Tenants have a right to peaceably and quietly enjoy rented property without the unwelcomed interference or intrusion of their landlords. As such, any act by a landlord made with the express or implied intent of essentially interfering with a tenant’s use and enjoyment of the premises, even if it does not amount to an actual eviction of a tenant, is prohibited under Florida law. This is known as a “constructive eviction.”
For example, say John, a small retail business owner, were to rent a suite in a building, with the remainder of the property being leased to a gym. Unfortunately, the noise pollution from the gym’s loud sound system interferes with John’s business and deters customers from entering. Although John informs the landlord of the issue, the landlord fails to take action and continues to allow the gym to play music at a high volume.
If John can prove that the gym’s sound system materially interfered with the use of the property such that the premises was unsuitable for occupancy, resulting in damages to his business, the landlord can then be held liable for constructive eviction and financially responsible for any damages since the beginning of the constructive eviction. Likewise, John may seek an abatement of any rent paid since the beginning of the constructive eviction.
Can Constructively Evicted Tenants Simply Stop Paying Rent?
No. If an alleged constructively convicted tenant fails to pay their owed rent, the landlord may commence an action or counterclaim to evict the tenant for nonpayment. On the other hand, if a tenant continues to pay the rent as due and prevails in a constructive eviction claim against their landlord, they would then have to file a separate claim to recover the rental payments. This is where court deposits come into play.
In the recent appellate opinion of Tixe Designs, Inc. v. Green Ice, Inc. -- So.3d ---- , 2016 WL 6992296 (Fla. 3d DCA 2016), it was found that constructively evicted tenants may voluntarily pay rent money into the court registry by order of the court Under Fla.R.Civ.P. 1.600 rather than paying the landlord themselves to avoid default for nonpayment yet still retain the right to recover the rent if successful in their constructive eviction claim. In other words, for any action in which part of the relief sought is a judgment for a sum of money, parties may deposit all or part of such a sum with the court upon notice to every other party and by leave of court.
When Can a Landlord Evict a Tenant Using a Self-Help Clause?
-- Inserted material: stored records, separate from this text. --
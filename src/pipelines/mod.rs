//! Pipelines.
//!
//! Each stage can run on its own, reading the artifact of the previous one,
//! or chained with [FullPipeline]. All of them implement the light [Pipeline] trait
//! and return a [RunStats] summary.
//!
//! Pages go through an [ordered::ordered_map], so artifacts keep the order of the archive.
mod aggregate;
mod config;
mod extract;
mod full;
mod minify;
pub mod ordered;
#[allow(clippy::module_inception)]
mod pipeline;
mod stats;

use std::panic::{self, AssertUnwindSafe};

use log::warn;

use crate::error::Skip;

pub use aggregate::AggregatePipeline;
pub use config::{PipelineConfig, DEFAULT_QUEUE_DEPTH, DEFAULT_TIMEOUT};
pub use extract::ExtractPipeline;
pub use full::{FullPipeline, CORPUS_FILE, MINIFIED_FILE, QA_FILE};
pub use minify::MinifyPipeline;
pub use pipeline::Pipeline;
pub use stats::{RunStats, SkipCounts};

/// Run a page's processing, turning a panic into [Skip::Failed].
pub(crate) fn guarded<T, F>(url: &str, f: F) -> Result<T, Skip>
where
    F: FnOnce() -> Result<T, Skip>,
{
    match panic::catch_unwind(AssertUnwindSafe(f)) {
        Ok(res) => res,
        Err(panic) => {
            let msg = ordered::panic_message(&*panic);
            warn!("{}: processing panicked: {}", url, msg);
            Err(Skip::Failed(msg))
        }
    }
}
//! Lexical question acceptance.
use lazy_static::lazy_static;
use regex::Regex;

pub const MIN_QUESTION_CHARS: usize = 3;
pub const MAX_QUESTION_CHARS: usize = 300;

lazy_static! {
    /// Question words and auxiliaries that start a question in
    /// en, fr, de, es, pt, it and nl.
    static ref INTERROGATIVE_RE: Regex = Regex::new(
        r"(?ix)^[¿¡]?(
            what|why|how|when|where|which|who|whom|whose
            |is|are|can|could|do|does|did|should|will|would|may|has|have
            |qu'est-ce|est-ce|pourquoi|comment|quand|quel|quelle|quels|quelles|qui|quoi|combien|où
            |was|warum|wieso|weshalb|wie|wann|wo|woher|wohin|welche|welcher|welches|wer|kann|gibt
            |qué|que|por\s+qué|cómo|cuándo|dónde|cuál|cuáles|quién|quiénes|cuánto|cuánta
            |o\s+que|por\s+que|como|quando|onde|qual|quais|quem|quanto
            |cosa|perché|come|dove|quale|quali|chi|quanto
            |wat|waarom|hoe|wanneer|waar|welke|wie|kan|kunnen
        )\b"
    )
    .unwrap();

    /// Openings that are as common in statements as in questions: words shared with
    /// another language ("come", "como", "que") and wh-clauses without inversion
    /// ("how it works", "who we are"). These need a question mark.
    static ref STATEMENT_RE: Regex = Regex::new(
        r"(?ix)^[¿¡]?(
            come|como|que
            |(how|what|who|where|when|why|which)\s+(i|we|you|it|they|he|she|our|your|their|us)
        )\b"
    )
    .unwrap();
}

/// Question marks, including full-width and Arabic ones.
const QUESTION_MARKS: &[char] = &['?', '？', '؟'];

/// Punctuation allowed after the final question mark.
const CLOSING: &[char] = &[')', ']', '}', '"', '\'', '»', '”', '’', '」', '』', '*'];

/// Whether the text ends with a question mark, ignoring closing punctuation.
pub fn ends_with_question_mark(text: &str) -> bool {
    text.trim_end_matches(|c: char| c.is_whitespace() || CLOSING.contains(&c))
        .ends_with(QUESTION_MARKS)
}

/// Whether the text starts with a known interrogative word.
///
/// Openings that often start statements as well are not counted.
pub fn starts_with_interrogative(text: &str) -> bool {
    let text = text.trim_start();
    INTERROGATIVE_RE.is_match(text) && !STATEMENT_RE.is_match(text)
}

/// Question acceptance.
///
/// Interrogative words are only trusted on cue blocks (headings, terms, emphasized leads...),
/// anything else has to end with a question mark.
/// This favors precision: an Italian "Come funziona" heading without
/// question mark is not a question here.
pub fn is_question(text: &str, cue: bool) -> bool {
    let text = text.trim();
    let len = text.chars().count();
    if !(MIN_QUESTION_CHARS..=MAX_QUESTION_CHARS).contains(&len) {
        return false;
    }
    ends_with_question_mark(text) || (cue && starts_with_interrogative(text))
}
//! schema.org `Question` microdata.
//!
//! ```html
//! <div itemscope itemtype="https://schema.org/Question">
//!   <h3 itemprop="name">What is X?</h3>
//!   <div itemprop="acceptedAnswer" itemscope itemtype="https://schema.org/Answer">
//!     <div itemprop="text">X is Y.</div>
//!   </div>
//! </div>
//! ```
use crate::dom::{Document, NodeId};
use crate::types::normalize_whitespace;

const QUESTION_TYPE: &str = "schema.org/question";
const ANSWER_PROPS: &[&str] = &["acceptedAnswer", "suggestedAnswer"];

/// A microdata question and its answers, prior to any filtering.
#[derive(Debug, Clone, PartialEq, Eq)]
pub struct MicrodataQuestion {
    /// the element carrying `itemscope`
    pub node: NodeId,
    pub question: String,
    pub answers: Vec<String>,
}

fn has_itemscope(doc: &Document, id: NodeId) -> bool {
    doc.get(id)
        .element()
        .map_or(false, |e| e.attr("itemscope").is_some())
}

/// Properties of an item: (property name, element) pairs.
///
/// Nested items are reported with their property but not descended into.
fn properties(doc: &Document, item: NodeId) -> Vec<(String, NodeId)> {
    let mut props = Vec::new();
    let mut stack: Vec<NodeId> = doc.children(item).collect();
    stack.reverse();

    while let Some(id) = stack.pop() {
        let element = match doc.get(id).element() {
            Some(e) => e,
            None => continue,
        };
        if let Some(names) = element.attr("itemprop") {
            for name in names.split_whitespace() {
                props.push((name.to_string(), id));
            }
        }
        if !has_itemscope(doc, id) {
            let mut children: Vec<NodeId> = doc.children(id).collect();
            children.reverse();
            stack.extend(children);
        }
    }
    props
}

/// Value of a property element: its `content` attribute or its text.
fn value(doc: &Document, id: NodeId) -> String {
    match doc.get(id).element().and_then(|e| e.attr("content")) {
        Some(content) => normalize_whitespace(content),
        None => doc.text_content(id),
    }
}

fn first_value(doc: &Document, props: &[(String, NodeId)], name: &str) -> Option<String> {
    props
        .iter()
        .filter(|(prop, _)| prop == name)
        .map(|(_, id)| value(doc, *id))
        .find(|v| !v.is_empty())
}

/// Find every `Question` item in the document.
pub fn questions(doc: &Document) -> Vec<MicrodataQuestion> {
    let items = doc.descendants(doc.root()).filter(|id| {
        doc.get(*id).element().map_or(false, |e| {
            e.attr("itemscope").is_some()
                && e.attr("itemtype")
                    .map_or(false, |t| t.to_lowercase().contains(QUESTION_TYPE))
        })
    });

    items
        .filter_map(|item| {
            let props = properties(doc, item);
            let question =
                first_value(doc, &props, "name").or_else(|| first_value(doc, &props, "text"))?;

            let answers = props
                .iter()
                .filter(|(prop, _)| ANSWER_PROPS.contains(&prop.as_str()))
                .filter_map(|(_, answer)| {
                    let text = if has_itemscope(doc, *answer) {
                        first_value(doc, &properties(doc, *answer), "text")
                    } else {
                        Some(value(doc, *answer))
                    };
                    text.filter(|t| !t.is_empty())
                })
                .collect();

            Some(MicrodataQuestion {
                node: item,
                question,
                answers,
            })
        })
        .collect()
}
//! Command line arguments and parameters management/parsing.
use std::path::PathBuf;
use std::time::Duration;

use structopt::StructOpt;

use crate::pipelines::{PipelineConfig, DEFAULT_QUEUE_DEPTH};
use crate::processing::AggregateConfig;

#[derive(Debug, StructOpt)]
#[structopt(name = "ccqa", about = "question/answer mining from web archives.")]
/// Holds every command that is callable by the `ccqa` command.
pub enum Ccqa {
    #[structopt(about = "Minify the HTML responses of a WARC file")]
    Minify(Minify),
    #[structopt(about = "Extract question/answer pairs from minified pages")]
    Extract(Extract),
    #[structopt(about = "Merge QA records by url")]
    Aggregate(Aggregate),
    #[structopt(about = "Run minify, extract and aggregate in one pass")]
    Pipeline(Pipeline),
}

impl Ccqa {
    pub fn common(&self) -> &Common {
        match self {
            Ccqa::Minify(c) => &c.common,
            Ccqa::Extract(c) => &c.common,
            Ccqa::Aggregate(c) => &c.common,
            Ccqa::Pipeline(c) => &c.common,
        }
    }
}

#[derive(Debug, StructOpt)]
/// Options shared by every command.
pub struct Common {
    #[structopt(long = "workers", help = "page processing threads. Default is the number of cores.")]
    pub workers: Option<usize>,
    #[structopt(
        long = "queue-depth",
        help = "pages in flight between reading and writing.",
        default_value = "256"
    )]
    pub queue_depth: usize,
    #[structopt(
        long = "timeout-ms",
        help = "per-page processing time limit, 0 to disable.",
        default_value = "30000"
    )]
    pub timeout_ms: u64,
    #[structopt(
        long = "spill-threshold-mb",
        help = "aggregation memory (approx.) over which records are spilled to disk, 0 to never spill.",
        default_value = "1024"
    )]
    pub spill_threshold_mb: usize,
    #[structopt(long = "shards", help = "aggregation shards.", default_value = "1")]
    pub shards: usize,
    #[structopt(
        parse(from_os_str),
        long = "tmp-dir",
        help = "where spilled runs are written. Default is the system temporary directory."
    )]
    pub tmp_dir: Option<PathBuf>,
    #[structopt(
        parse(from_os_str),
        long = "stats",
        help = "write the run summary as JSON at this path"
    )]
    pub stats: Option<PathBuf>,
}

impl Common {
    pub fn config(&self) -> PipelineConfig {
        let defaults = PipelineConfig::default();
        PipelineConfig {
            workers: self.workers.unwrap_or(defaults.workers),
            queue_depth: if self.queue_depth == 0 {
                DEFAULT_QUEUE_DEPTH
            } else {
                self.queue_depth
            },
            timeout: match self.timeout_ms {
                0 => None,
                ms => Some(Duration::from_millis(ms)),
            },
            max_body_bytes: defaults.max_body_bytes,
            shards: self.shards.max(1),
            aggregate: AggregateConfig {
                spill_threshold_bytes: match self.spill_threshold_mb {
                    0 => None,
                    mb => Some(mb.saturating_mul(1024 * 1024)),
                },
                tmp_dir: self.tmp_dir.clone(),
            },
        }
    }
}

#[derive(Debug, StructOpt)]
/// Minify command and parameters.
pub struct Minify {
    #[structopt(parse(from_os_str), help = "source WARC file (plain or gzipped)")]
    pub src: PathBuf,
    #[structopt(parse(from_os_str), help = "minified pages destination (JSON lines)")]
    pub dst: PathBuf,
    #[structopt(flatten)]
    pub common: Common,
}

#[derive(Debug, StructOpt)]
/// Extract command and parameters.
pub struct Extract {
    #[structopt(parse(from_os_str), help = "minified pages (JSON lines)")]
    pub src: PathBuf,
    #[structopt(parse(from_os_str), help = "QA records destination (JSON lines)")]
    pub dst: PathBuf,
    #[structopt(
        parse(from_os_str),
        long = "lid-path",
        help = "Path to lid.176.bin",
        default_value = "lid.176.bin"
    )]
    pub lid_path: PathBuf,
    #[structopt(flatten)]
    pub common: Common,
}

#[derive(Debug, StructOpt)]
/// Aggregate command and parameters.
pub struct Aggregate {
    #[structopt(parse(from_os_str), help = "QA records (JSON lines)")]
    pub src: PathBuf,
    #[structopt(parse(from_os_str), help = "corpus destination (JSON lines)")]
    pub dst: PathBuf,
    #[structopt(flatten)]
    pub common: Common,
}

#[derive(Debug, StructOpt)]
/// Pipeline command and parameters.
///
/// ```sh
/// USAGE:
///     ccqa pipeline [OPTIONS] <src> <dst>
///
/// ARGS:
///     <src>    source WARC file (plain or gzipped)
///     <dst>    destination folder (minified.jsonl, qa.jsonl, corpus.jsonl)
/// ```
pub struct Pipeline {
    #[structopt(parse(from_os_str), help = "source WARC file (plain or gzipped)")]
    pub src: PathBuf,
    #[structopt(parse(from_os_str), help = "destination folder")]
    pub dst: PathBuf,
    #[structopt(
        parse(from_os_str),
        long = "lid-path",
        help = "Path to lid.176.bin",
        default_value = "lid.176.bin"
    )]
    pub lid_path: PathBuf,
    #[structopt(flatten)]
    pub common: Common,
}
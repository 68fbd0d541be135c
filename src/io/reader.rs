/*! JSON lines reader.

Lines that are not valid records are logged, counted and skipped: an intermediate
artifact with a few broken lines is still usable.
!*/
use std::fs::File;
use std::io::{BufRead, BufReader, Lines};
use std::marker::PhantomData;
use std::path::Path;

use log::error;
use serde::de::DeserializeOwned;

use crate::error::Error;

#[derive(Debug)]
pub struct JsonlReader<T, R: BufRead = BufReader<File>> {
    lines: Lines<R>,
    line: usize,
    malformed: usize,
    record: PhantomData<T>,
}

impl<T: DeserializeOwned> JsonlReader<T> {
    pub fn from_path(src: &Path) -> Result<Self, Error> {
        let handle = File::open(src)?;
        Ok(Self::new(BufReader::new(handle)))
    }
}

impl<T: DeserializeOwned, R: BufRead> JsonlReader<T, R> {
    pub fn new(reader: R) -> Self {
        Self {
            lines: reader.lines(),
            line: 0,
            malformed: 0,
            record: PhantomData,
        }
    }

    /// Number of lines that could not be parsed so far.
    pub fn malformed(&self) -> usize {
        self.malformed
    }
}

impl<T: DeserializeOwned, R: BufRead> Iterator for JsonlReader<T, R> {
    type Item = Result<T, Error>;

    /// Next well-formed record. I/O errors are returned, parse errors are skipped.
    fn next(&mut self) -> Option<Self::Item> {
        loop {
            let line = match self.lines.next()? {
                Ok(line) => line,
                Err(e) if e.kind() == std::io::ErrorKind::InvalidData => {
                    self.line += 1;
                    self.malformed += 1;
                    error!("line {}: not utf-8", self.line);
                    continue;
                }
                Err(e) => return Some(Err(Error::Io(e))),
            };
            self.line += 1;
            if line.trim().is_empty() {
                continue;
            }
            match serde_json::from_str::<T>(&line) {
                Ok(record) => return Some(Ok(record)),
                Err(e) => {
                    self.malformed += 1;
                    error!("line {}: malformed record: {e}", self.line);
                }
            }
        }
    }
}

#[cfg(test)]
mod tests {
    use std::io::Cursor;

    use super::*;
    use crate::types::MinifiedPage;

    #[test]
    fn skips_malformed() {
        let data = r#"{"url":"a","html":"<p>1</p>"}
not json
{"url":"b"}

{"url":"c","html":"<p>3</p>"}
"#;
        let mut reader: JsonlReader<MinifiedPage, _> = JsonlReader::new(Cursor::new(data));
        let urls: Vec<String> = reader
            .by_ref()
            .map(|r| r.unwrap().url)
            .collect();
        assert_eq!(urls, vec!["a", "c"]);
        assert_eq!(reader.malformed(), 2);
    }

    #[test]
    fn invalid_utf8_line() {
        let mut data = b"{\"url\":\"a\",\"html\":\"x\"}\n".to_vec();
        data.extend_from_slice(b"\xff\xfe\n");
        data.extend_from_slice(b"{\"url\":\"b\",\"html\":\"y\"}\n");
        let mut reader: JsonlReader<MinifiedPage, _> = JsonlReader::new(Cursor::new(data));
        assert_eq!(reader.by_ref().filter_map(Result::ok).count(), 2);
        assert_eq!(reader.malformed(), 1);
    }
}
Many landlords include “self-help” clauses within their lease agreements which are intended to give them the right to terminate a lease and reclaim a property in the event that the tenant should default on payments. In the decision of Palm Beach Fla. Hotel & Office vs Nantucket Enterprises, Inc. , -- So.3d ---- , 2016 WL 7118850 (Fla. 4th DCA 2016), it was found that self-help clauses may not be used by landlords to reclaim property in the event that a tenant should default as a result of constructive eviction. Florida Statutes Section 83.05(2) provides that a non-residential landlord may recover possession of rented premises only:
- By court order granting a landlord possession;
- When the tenant has surrendered possession of the rented premises to the landlord; or
- When the tenant has abandoned the rented premises.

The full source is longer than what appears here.